= EXERCISE REQUIREMENTS =
Each entry should be written out once more, exactly as given below.

Stored items:
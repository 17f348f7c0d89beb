//! SQL DDL for initializing the load target.

/// MySQL schema for the sales table:
/// - `timestamp` DATE plus its `day`/`month`/`year` partition columns
/// - `price` DOUBLE and `user_id` BIGINT as carried by the source files
/// - `processed_date` DATETIME, stamped per micro-batch, never NULL
///
/// The table name comes from configuration. No primary key: the table is
/// an append-only load target and source rows carry no natural key.
pub fn create_table_sql(table: &str) -> String {
    format!(
        r#"
CREATE TABLE IF NOT EXISTS {table} (
    timestamp DATE NULL,
    day INT NULL,
    month INT NULL,
    year INT NULL,
    price DOUBLE NULL,
    user_id BIGINT NULL,
    processed_date DATETIME NOT NULL
)
"#
    )
}
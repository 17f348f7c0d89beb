use std::fs;

#[test]
fn log_files_split_metrics_from_diagnostics() {
    let dir = tempfile::tempdir().expect("failed to create temp dir");
    granary::logging::init(dir.path(), "info").expect("failed to initialize logging");

    tracing::info!("plain diagnostic line");
    tracing::info!(
        target: granary::logging::METRICS_TARGET,
        file = "./data/sales.csv",
        row_price = 10.5_f64,
        total_rows = 1_u64,
        "row metrics"
    );

    let diag =
        fs::read_to_string(dir.path().join("granary.log")).expect("granary.log was not created");
    let metrics =
        fs::read_to_string(dir.path().join("metrics.log")).expect("metrics.log was not created");

    assert!(diag.contains("plain diagnostic line"));
    assert!(!diag.contains("row metrics"));
    assert!(!metrics.contains("plain diagnostic line"));

    let line = metrics.lines().next().expect("metrics.log has no lines");
    let event: serde_json::Value = serde_json::from_str(line).expect("metrics line is not JSON");
    assert_eq!(event["target"], "metrics");
    assert_eq!(event["fields"]["message"], "row metrics");
    assert_eq!(event["fields"]["file"], "./data/sales.csv");
    assert_eq!(event["fields"]["row_price"], 10.5);
    assert_eq!(event["fields"]["total_rows"], 1);
}
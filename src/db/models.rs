use chrono::{NaiveDate, NaiveDateTime};
use serde::{Deserialize, Serialize};
use sqlx::FromRow;

/// One sales row as stored in the target table.
///
/// Every source column is nullable: a record keeps whatever fields its CSV
/// line carried and the rest load as NULL. `processed_date` is stamped by
/// the pipeline and always present.
#[derive(Debug, Clone, Serialize, Deserialize, PartialEq, FromRow)]
pub struct SaleRecord {
    pub timestamp: Option<NaiveDate>,
    pub day: Option<i32>,
    pub month: Option<i32>,
    pub year: Option<i32>,
    pub price: Option<f64>,
    pub user_id: Option<i64>,
    pub processed_date: NaiveDateTime,
}
//! Core money and conversion-factor abstractions

pub mod currency;
pub mod descriptor;
pub mod error;
pub mod event;
pub mod factors;
pub mod flight;
pub mod log;
pub mod money;
pub mod provider;

// Re-export main types for cleaner imports
pub use currency::Currency;
pub use descriptor::CurrencyDescriptor;
pub use error::{FxError, FxResult};
pub use event::{LoadCallback, LoadOutcome, StrategyEvent};
pub use factors::FactorTable;
pub use flight::{Flight, FlightControl};
pub use money::{IntoMoney, Money};
pub use provider::{FactorProvider, LiveFactorProvider};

= EXERCISE ANSWER =
repository 17f348f7c0d89beb
//! SQL DDL for initializing the load target.

/// MySQL schema for the sales table:
/// - `timestamp` DATE plus its `day`/`month`/`year` partition columns
/// - `price` DOUBLE and `user_id` BIGINT as carried by the source files
/// - `processed_date` DATETIME, stamped per micro-batch, never NULL
///
/// The table name comes from configuration. No primary key: the table is
/// an append-only load target and source rows carry no natural key.
pub fn create_table_sql(table: &str) -> String {
    format!(
        r#"
CREATE TABLE IF NOT EXISTS {table} (
    timestamp DATE NULL,
    day INT NULL,
    month INT NULL,
    year INT NULL,
    price DOUBLE NULL,
    user_id BIGINT NULL,
    processed_date DATETIME NOT NULL
)
"#
    )
}
repository 17f348f7c0d89beb
use std::fs;

#[test]
fn log_files_split_metrics_from_diagnostics() {
    let dir = tempfile::tempdir().expect("failed to create temp dir");
    granary::logging::init(dir.path(), "info").expect("failed to initialize logging");

    tracing::info!("plain diagnostic line");
    tracing::info!(
        target: granary::logging::METRICS_TARGET,
        file = "./data/sales.csv",
        row_price = 10.5_f64,
        total_rows = 1_u64,
        "row metrics"
    );

    let diag =
        fs::read_to_string(dir.path().join("granary.log")).expect("granary.log was not created");
    let metrics =
        fs::read_to_string(dir.path().join("metrics.log")).expect("metrics.log was not created");

    assert!(diag.contains("plain diagnostic line"));
    assert!(!diag.contains("row metrics"));
    assert!(!metrics.contains("plain diagnostic line"));

    let line = metrics.lines().next().expect("metrics.log has no lines");
    let event: serde_json::Value = serde_json::from_str(line).expect("metrics line is not JSON");
    assert_eq!(event["target"], "metrics");
    assert_eq!(event["fields"]["message"], "row metrics");
    assert_eq!(event["fields"]["file"], "./data/sales.csv");
    assert_eq!(event["fields"]["row_price"], 10.5);
    assert_eq!(event["fields"]["total_rows"], 1);
}
filename src/db/models.rs
use chrono::{NaiveDate, NaiveDateTime};
use serde::{Deserialize, Serialize};
use sqlx::FromRow;

/// One sales row as stored in the target table.
///
/// Every source column is nullable: a record keeps whatever fields its CSV
/// line carried and the rest load as NULL. `processed_date` is stamped by
/// the pipeline and always present.
#[derive(Debug, Clone, Serialize, Deserialize, PartialEq, FromRow)]
pub struct SaleRecord {
    pub timestamp: Option<NaiveDate>,
    pub day: Option<i32>,
    pub month: Option<i32>,
    pub year: Option<i32>,
    pub price: Option<f64>,
    pub user_id: Option<i64>,
    pub processed_date: NaiveDateTime,
}
//! Core money and conversion-factor abstractions

pub mod currency;
pub mod descriptor;
pub mod error;
pub mod event;
pub mod factors;
pub mod flight;
pub mod log;
pub mod money;
pub mod provider;

// Re-export main types for cleaner imports
pub use currency::Currency;
pub use descriptor::CurrencyDescriptor;
pub use error::{FxError, FxResult};
pub use event::{LoadCallback, LoadOutcome, StrategyEvent};
pub use factors::FactorTable;
pub use flight::{Flight, FlightControl};
pub use money::{IntoMoney, Money};
pub use provider::{FactorProvider, LiveFactorProvider};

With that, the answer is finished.